** TASK REQUIREMENTS **
Locate each line of the material that contains "production", then return it.

======== DATA PROVIDED

/// True when `b` covers at least `limit` of `a`'s own area (or they sit at
/// the exact same point).
fn overlap_limited(a: &DiagramNode, b: &DiagramNode, limit: f64) -> bool {
    if equal(a.position, b.position) {
        return true;
    }
    let (a_left, a_right, a_top, a_bottom) = rect_of(a);
    let (b_left, b_right, b_top, b_bottom) = rect_of(b);
    let left = a_left.max(b_left);
    let right = a_right.min(b_right);
    let top = a_top.max(b_top);
    let bottom = a_bottom.min(b_bottom);
    if left >= right || top >= bottom {
        return false;
    }
    let own_area = (a_right - a_left) * (a_bottom - a_top);
    ((right - left) * (bottom - top)) / own_area > limit
}

/// Relative-coordinate encoding of intermediate edge points.
#[derive(Debug, Clone, Default, PartialEq)]
pub struct RelativePoints {
    pub weights: Vec<f64>,
    pub distances: Vec<f64>,
}

/// Express each point in the edge's own frame: the (non-normalized) edge
/// vector gives the weight along the edge, its normalized perpendicular the
/// offset in pixels. Inverting the 2x2 basis matrix maps absolute offsets
/// into that frame.
///
/// A degenerate zero-length edge has no usable frame; the conversion is
/// skipped and the edge renders as a plain straight segment.
pub fn absolute_to_relative(
    source: Position,
    target: Position,
    points: &[Position],
) -> RelativePoints {
    let mut relatives = RelativePoints::default();
    if points.is_empty() {
        return relatives;
    }

    let main = Position::new(target.x - source.x, target.y - source.y);
    if main.x == 0.0 && main.y == 0.0 {
        debug!("Degenerate zero-length edge; skipping relative conversion");
        return relatives;
    }
    let ortho_len = (main.x * main.x + main.y * main.y).sqrt();
    let ortho = Position::new(-main.y / ortho_len, main.x / ortho_len);

    // Rows of the basis matrix are (main, ortho); always invertible since
    // ortho is perpendicular to main.
    let det = main.x * ortho.y - main.y * ortho.x;
    let inv = [
        [ortho.y / det, -main.y / det],
        [-ortho.x / det, main.x / det],
    ];

    for point in points {
        let v = Position::new(point.x - source.x, point.y - source.y);
        relatives.weights.push(v.x * inv[0][0] + v.y * inv[1][0]);
        relatives.distances.push(v.x * inv[0][1] + v.y * inv[1][1]);
    }
    relatives
}

/// Inverse of [`absolute_to_relative`], used to validate the round trip.
pub fn relative_to_absolute(
    source: Position,
    target: Position,
    relatives: &RelativePoints,
) -> Vec<Position> {
    let main = Position::new(target.x - source.x, target.y - source.y);
    let ortho_len = (main.x * main.x + main.y * main.y).sqrt();
    if ortho_len == 0.0 {
        return Vec::new();
    }
    let ortho = Position::new(-main.y / ortho_len, main.x / ortho_len);

    relatives
        .weights
        .iter()
        .zip(&relatives.distances)
        .map(|(&w, &d)| {
            Position::new(
                source.x + w * main.x + d * ortho.x,
                source.y + w * main.y + d * ortho.y,
            )
        })
        .collect()
}

enum ChainDirection {
    Forward,
    Backward,
}

/// Extend the point list by following the per-edge auxiliary segment chain
/// until the expected stop position, a missing entry, or a cycle in the
/// underlying data.
fn follow_chain(
    edge_id: i64,
    points: &mut Vec<Position>,
    direction: ChainDirection,
    stop: Position,
    map: &HashMap<String, Position>,
) {
    let stop_key = chain_key(edge_id, stop);
    let mut visited: HashSet<String> = HashSet::new();
    loop {
        let at = match direction {
            ChainDirection::Forward => *points.last().expect("chain walk needs a seed point"),
            ChainDirection::Backward => *points.first().expect("chain walk needs a seed point"),
        };
        let key = chain_key(edge_id, at);
        if key == stop_key {
            break;
        }
        let Some(&next) = map.get(&key) else {
            break;
        };
        if !visited.insert(key) {
            warn!("Cyclic segment chain on edge {}; stopping the walk", edge_id);
            break;
        }
        match direction {
            ChainDirection::Forward => points.push(next),
            ChainDirection::Backward => points.insert(0, next),
        }
    }
}

/// Endpoint offsets are relative to the owning element's position.
fn endpoint(source: Position, point: Position) -> String {
    format!("{} {}", point.x - source.x, point.y - source.y)
}

fn join_floats(values: &[f64]) -> Option<String> {
    if values.is_empty() {
        return None;
    }
    Some(
        values
            .iter()
            .map(|v| v.to_string())
            .collect::<Vec<_>>()
            .join(" "),
    )
}

fn reaction_classes(reaction_type: Option<&str>) -> Vec<String> {
    let kind = match reaction_type {
        None | Some("transition") | Some("Transition") | Some("Process") => "transition",
        Some("binding") | Some("Association") => "association",
        Some("dissociation") | Some("Dissociation") => "dissociation",
        Some("omitted") | Some("Omitted Process") => "omitted",
        Some("uncertain") | Some("Uncertain Process") => "uncertain",
        Some(other) => {
            debug!("Unknown reaction type '{}', rendering as transition", other);
            "transition"
        }
    };
    vec![kind.to_string(), "reaction".to_string()]
}

fn entity_classes(renderable_class: &str) -> Vec<String> {
    let classes: &[&str] = match renderable_class {
        "Gene" => &["Gene", "PhysicalEntity"],
        "RNA" => &["RNA", "PhysicalEntity"],
        "Protein" => &["Protein", "PhysicalEntity"],
        "Entity" => &["GenomeEncodedEntity", "PhysicalEntity"],
        "Complex" => &["Complex", "PhysicalEntity"],
        "EntitySet" => &["EntitySet", "PhysicalEntity"],
        "Chemical" => &["Molecule", "PhysicalEntity"],
        "Cell" => &["Cell", "PhysicalEntity"],
        "ProteinDrug" => &["Protein", "PhysicalEntity", "drug"],
        "ComplexDrug" => &["Complex", "PhysicalEntity", "drug"],
        "ChemicalDrug" => &["Molecule", "PhysicalEntity", "drug"],
        "EntitySetDrug" => &["EntitySet", "PhysicalEntity", "drug"],
        "ProcessNode" => &["SUB", "Pathway"],
        "EncapsulatedNode" => &["Interacting", "Pathway"],
        other => return vec![other.to_lowercase()],
    };
    classes.iter().map(|c| c.to_string()).collect()
}

fn connector_classes(connector_type: ConnectorType) -> Vec<String> {
    let classes: &[&str] = match connector_type {
        ConnectorType::Input => &["consumption", "incoming", "reaction"],
        ConnectorType::Activator | ConnectorType::Required => {
            &["positive-regulation", "incoming", "reaction"]
        }
        ConnectorType::Inhibitor => &["negative-regulation", "incoming", "reaction"],
        ConnectorType::Catalyst => &["catalysis", "incoming", "reaction"],
        ConnectorType::Output => &["production", "outgoing", "reaction"],
    };
    classes.iter().map(|c| c.to_string()).collect()
}

fn link_classes(renderable_class: &str) -> Vec<String> {
    let classes: &[&str] = match renderable_class {
        "EntitySetAndMemberLink" | "EntitySetAndEntitySetLink" => &["set-to-member", "incoming"],
        "Interaction" | "FlowLine" => &["production", "outgoing"],
        other => {
            debug!("Unknown link class '{}', rendering as flow line", other);
            &["production", "outgoing"]
        }
    };
    classes.iter().map(|c| c.to_string()).collect()
}

fn graph_node_ref(node: &GraphNode) -> GraphRef {
    GraphRef {
        db_id: node.db_id,
        st_id: node.st_id.clone(),
        display_name: node.display_name.clone(),
        identifier: node.identifier.clone(),
    }
}

fn graph_edge_ref(edge: &GraphEdge) -> GraphRef {
    GraphRef {
        db_id: edge.db_id,
        st_id: edge.st_id.clone(),
        display_name: edge.display_name.clone(),
        identifier: None,
    }
}

fn compartment_nodes(compartment: &Compartment) -> Vec<NodeDefinition> {
    let scaled_rect = |prop: &Prop| {
        [
            scale_len(prop.x),
            scale_len(prop.y),
            scale_len(prop.x + prop.width),
            scale_len(prop.y + prop.height),
        ]
    };

    let outer_radius = compartment.insets.as_ref().map(|insets| {
        let outer = scaled_rect(&compartment.prop);
        let inner = scaled_rect(insets);
        let gap = outer
            .iter()
            .zip(&inner)
            .map(|(o, i)| (o - i).abs())
            .fold(f64::MAX, f64::min);
        INNER_CORNER_RADIUS + gap.min(MAX_CORNER_GAP)
    });

    let mut layers = vec![NodeDefinition {
        data: NodeData {
            id: format!("{}-outer", compartment.id),
            display_name: Some(compartment.display_name.clone()),
            text_x: Some(
                scale_len(
                    compartment.text_position.x - (compartment.prop.x + compartment.prop.width),
                ) + COMPARTMENT_SHIFT,
            ),
            text_y: Some(
                scale_len(
                    compartment.text_position.y - (compartment.prop.y + compartment.prop.height),
                ) + COMPARTMENT_SHIFT,
            ),
            width: Some(scale_len(compartment.prop.width)),
            height: Some(scale_len(compartment.prop.height)),
            radius: outer_radius,
            ..Default::default()
        },
        classes: vec!["Compartment".to_string(), "outer".to_string()],
        position: scale_pos(compartment.position),
        selectable: false,
    }];

    if let Some(insets) = &compartment.insets {
        layers.push(NodeDefinition {
            data: NodeData {
                id: format!("{}-inner", compartment.id),
                width: Some(scale_len(insets.width)),
                height: Some(scale_len(insets.height)),
                radius: Some(INNER_CORNER_RADIUS),
                ..Default::default()
            },
            classes: vec!["Compartment".to_string(), "inner".to_string()],
            position: scale_pos(Position::new(
                insets.x + insets.width / 2.0,
                insets.y + insets.height / 2.0,
            )),
            selectable: false,
        });
    }
    layers
}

================

** OUTPUT FOR THIS TASK **
        ConnectorType::Output => &["production", "outgoing", "reaction"],
        "Interaction" | "FlowLine" => &["production", "outgoing"],
            &["production", "outgoing"]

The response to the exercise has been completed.